— Entries provided —
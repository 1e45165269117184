#![warn(missing_docs)]
//! AIGBench Logs - Model-Checker Output Parsers
//!
//! Turns the free-form console output of a verification tool into the cells
//! of one result row. Parsers are pure: a log either yields exactly the
//! number of cells its [`ParserKind`] promises, or a [`ParseFailure`] naming
//! the structural check that rejected it.
//!
//! ```
//! use aigbench_logs::ParserKind;
//!
//! let log = "Property proved\nelapse: 12.34 seconds, total: 12.40 seconds\n";
//! let cells = ParserKind::AbcCheck.parse(log).unwrap();
//! assert_eq!(cells[0].to_string(), "UNSAT");
//! assert_eq!(cells[1].to_string(), "12.34");
//! ```

mod cell;
mod failure;
mod matcher;
mod pdr;
mod probe;
mod summary;
mod verdict;

pub use cell::Cell;
pub use failure::{Field, Gate, ParseFailure, Violation};
pub use matcher::{Marker, Rule, Slot, float_at, int_at, scan, window};
pub use pdr::PDR_ROW_LEN;
pub use verdict::{Verdict, VerdictSlot};

use serde::{Deserialize, Serialize};
use std::fmt;
use std::str::FromStr;

/// Log format selector
#[derive(Debug, Clone, Copy, PartialEq, Eq, Hash, Serialize, Deserialize)]
#[serde(rename_all = "kebab-case")]
pub enum ParserKind {
    /// AND count after `test network -and`
    AndCount,
    /// Level counts before and after balancing
    BalanceLevels,
    /// V3 verdict and total time
    V3Check,
    /// ABC verdict and elapsed time
    AbcCheck,
    /// Instrumented PDR: verdict, time and ten gated statistics
    PdrDetail,
    /// Property-bound checking verdict and time
    PbcCheck,
}

impl ParserKind {
    /// Every parser, in declaration order
    pub const ALL: [ParserKind; 6] = [
        ParserKind::AndCount,
        ParserKind::BalanceLevels,
        ParserKind::V3Check,
        ParserKind::AbcCheck,
        ParserKind::PdrDetail,
        ParserKind::PbcCheck,
    ];

    /// Configuration name
    pub fn name(self) -> &'static str {
        match self {
            ParserKind::AndCount => "and-count",
            ParserKind::BalanceLevels => "balance-levels",
            ParserKind::V3Check => "v3-check",
            ParserKind::AbcCheck => "abc-check",
            ParserKind::PdrDetail => "pdr-detail",
            ParserKind::PbcCheck => "pbc-check",
        }
    }

    /// Number of cells a successful parse yields
    pub fn arity(self) -> usize {
        match self {
            ParserKind::AndCount => 1,
            ParserKind::PdrDetail => PDR_ROW_LEN,
            _ => 2,
        }
    }

    /// Extract the row cells from a complete log
    pub fn parse(self, log: &str) -> Result<Vec<Cell>, ParseFailure> {
        let parsed = match self {
            ParserKind::AndCount => probe::parse_and_count(log),
            ParserKind::BalanceLevels => probe::parse_balance_levels(log),
            ParserKind::V3Check => summary::parse_v3(log),
            ParserKind::AbcCheck => summary::parse_abc(log),
            ParserKind::PdrDetail => pdr::parse_pdr(log),
            ParserKind::PbcCheck => summary::parse_pbc(log),
        };
        parsed.map_err(|violation| ParseFailure {
            parser: self,
            violation,
        })
    }
}

impl fmt::Display for ParserKind {
    fn fmt(&self, f: &mut fmt::Formatter<'_>) -> fmt::Result {
        f.write_str(self.name())
    }
}

impl FromStr for ParserKind {
    type Err = String;

    fn from_str(s: &str) -> Result<Self, Self::Err> {
        ParserKind::ALL
            .into_iter()
            .find(|kind| kind.name() == s)
            .ok_or_else(|| format!("Unknown parser: {}", s))
    }
}
//! Affine georeferencing for raster tiles
//!
//! The transform follows the usual six-coefficient layout
//! `[origin_x, pixel_width, row_rotation, origin_y, col_rotation, pixel_height]`
//! where world `x = origin_x + col * pixel_width + row * row_rotation` and
//! `y = origin_y + col * col_rotation + row * pixel_height`.

use std::fmt;

use crate::coordinate::Coordinate;
use crate::errors::{ChipError, ChipResult};
use crate::tiff::errors::{TiffError, TiffResult};

/// Integer pixel location produced by indexing a coordinate
///
/// Both components may be negative or beyond the raster extent; indexing
/// does not bounds-check.
#[derive(Debug, Clone, Copy, PartialEq, Eq, Hash)]
pub struct PixelIndex {
    pub row: i64,
    pub col: i64,
}

impl PixelIndex {
    pub fn new(row: i64, col: i64) -> Self {
        PixelIndex { row, col }
    }
}

/// Affine pixel → world transform
#[derive(Debug, Clone, Copy, PartialEq)]
pub struct GeoTransform {
    pub origin_x: f64,
    pub pixel_width: f64,
    pub row_rotation: f64,
    pub origin_y: f64,
    pub col_rotation: f64,
    pub pixel_height: f64,
}

impl GeoTransform {
    /// Build a north-up transform from the upper-left corner and pixel size
    ///
    /// `pixel_height` is the (positive) ground size of a row; the stored
    /// coefficient is negated since rows grow southwards.
    pub fn north_up(origin_x: f64, origin_y: f64, pixel_width: f64, pixel_height: f64) -> Self {
        GeoTransform {
            origin_x,
            pixel_width,
            row_rotation: 0.0,
            origin_y,
            col_rotation: 0.0,
            pixel_height: -pixel_height,
        }
    }

    /// Build a transform from GeoTIFF ModelTiepoint and ModelPixelScale values
    ///
    /// # Arguments
    /// * `tiepoint` - At least one tiepoint `[i, j, k, x, y, z]`
    /// * `pixel_scale` - `[scale_x, scale_y, scale_z]` (at least two values)
    pub fn from_tiepoint_and_scale(tiepoint: &[f64], pixel_scale: &[f64]) -> TiffResult<Self> {
        if pixel_scale.len() < 2 || tiepoint.len() < 6 {
            return Err(TiffError::GenericError("Incomplete GeoTIFF tiepoint/scale information".to_string()));
        }

        let pixel_width = pixel_scale[0];
        let pixel_height = -pixel_scale[1];
        let origin_x = tiepoint[3] - tiepoint[0] * pixel_width;
        let origin_y = tiepoint[4] - tiepoint[1] * pixel_height;

        Self::checked(GeoTransform {
            origin_x,
            pixel_width,
            row_rotation: 0.0,
            origin_y,
            col_rotation: 0.0,
            pixel_height,
        })
    }

    /// Build a transform from a GeoTIFF ModelTransformation 4x4 matrix (row-major)
    pub fn from_model_transformation(matrix: &[f64]) -> TiffResult<Self> {
        if matrix.len() < 16 {
            return Err(TiffError::GenericError(format!(
                "ModelTransformation needs 16 values, found {}", matrix.len())));
        }

        Self::checked(GeoTransform {
            origin_x: matrix[3],
            pixel_width: matrix[0],
            row_rotation: matrix[1],
            origin_y: matrix[7],
            col_rotation: matrix[4],
            pixel_height: matrix[5],
        })
    }

    /// Move the origin from the center of the upper-left pixel to its corner
    ///
    /// PixelIsPoint tiles tie world coordinates to pixel centers while
    /// indexing works from pixel corners.
    pub fn point_to_area(&self) -> Self {
        let (origin_x, origin_y) = self.pixel_to_world(-0.5, -0.5);
        GeoTransform { origin_x, origin_y, ..*self }
    }

    /// Reject transforms that cannot be inverted
    fn checked(transform: Self) -> TiffResult<Self> {
        let det = transform.determinant();
        if det == 0.0 || !det.is_finite() {
            return Err(TiffError::GenericError(format!("Degenerate geotransform: {}", transform)));
        }
        Ok(transform)
    }

    fn determinant(&self) -> f64 {
        self.pixel_width * self.pixel_height - self.row_rotation * self.col_rotation
    }

    /// World position of a pixel's top-left corner
    pub fn pixel_to_world(&self, col: f64, row: f64) -> (f64, f64) {
        (
            self.origin_x + col * self.pixel_width + row * self.row_rotation,
            self.origin_y + col * self.col_rotation + row * self.pixel_height,
        )
    }

    /// Fractional (col, row) position of a world coordinate
    pub fn world_to_pixel(&self, x: f64, y: f64) -> (f64, f64) {
        let det = self.determinant();
        let dx = x - self.origin_x;
        let dy = y - self.origin_y;
        let col = (self.pixel_height * dx - self.row_rotation * dy) / det;
        let row = (self.pixel_width * dy - self.col_rotation * dx) / det;
        (col, row)
    }

    /// The pixel containing a coordinate (floor of the fractional position)
    pub fn index(&self, coordinate: &Coordinate) -> ChipResult<PixelIndex> {
        if !coordinate.is_finite() {
            return Err(ChipError::Index(format!("coordinate {} is not finite", coordinate)));
        }

        let (col, row) = self.world_to_pixel(coordinate.x, coordinate.y);
        let (col, row) = (col.floor(), row.floor());

        // i64 casts saturate silently, so range-check first
        let limit = i64::MAX as f64 / 2.0;
        if !col.is_finite() || !row.is_finite() || col.abs() > limit || row.abs() > limit {
            return Err(ChipError::Index(format!(
                "coordinate {} does not map to a pixel (col {}, row {})", coordinate, col, row)));
        }

        Ok(PixelIndex::new(row as i64, col as i64))
    }
}

impl fmt::Display for GeoTransform {
    fn fmt(&self, f: &mut fmt::Formatter<'_>) -> fmt::Result {
        write!(f, "[{}, {}, {}, {}, {}, {}]",
               self.origin_x, self.pixel_width, self.row_rotation,
               self.origin_y, self.col_rotation, self.pixel_height)
    }
}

— Required work —
The lines you return should be those above that contain the word "time", every one of them.

— Result below —
    /// V3 verdict and total time
    /// ABC verdict and elapsed time
    /// Instrumented PDR: verdict, time and ten gated statistics
    /// Property-bound checking verdict and time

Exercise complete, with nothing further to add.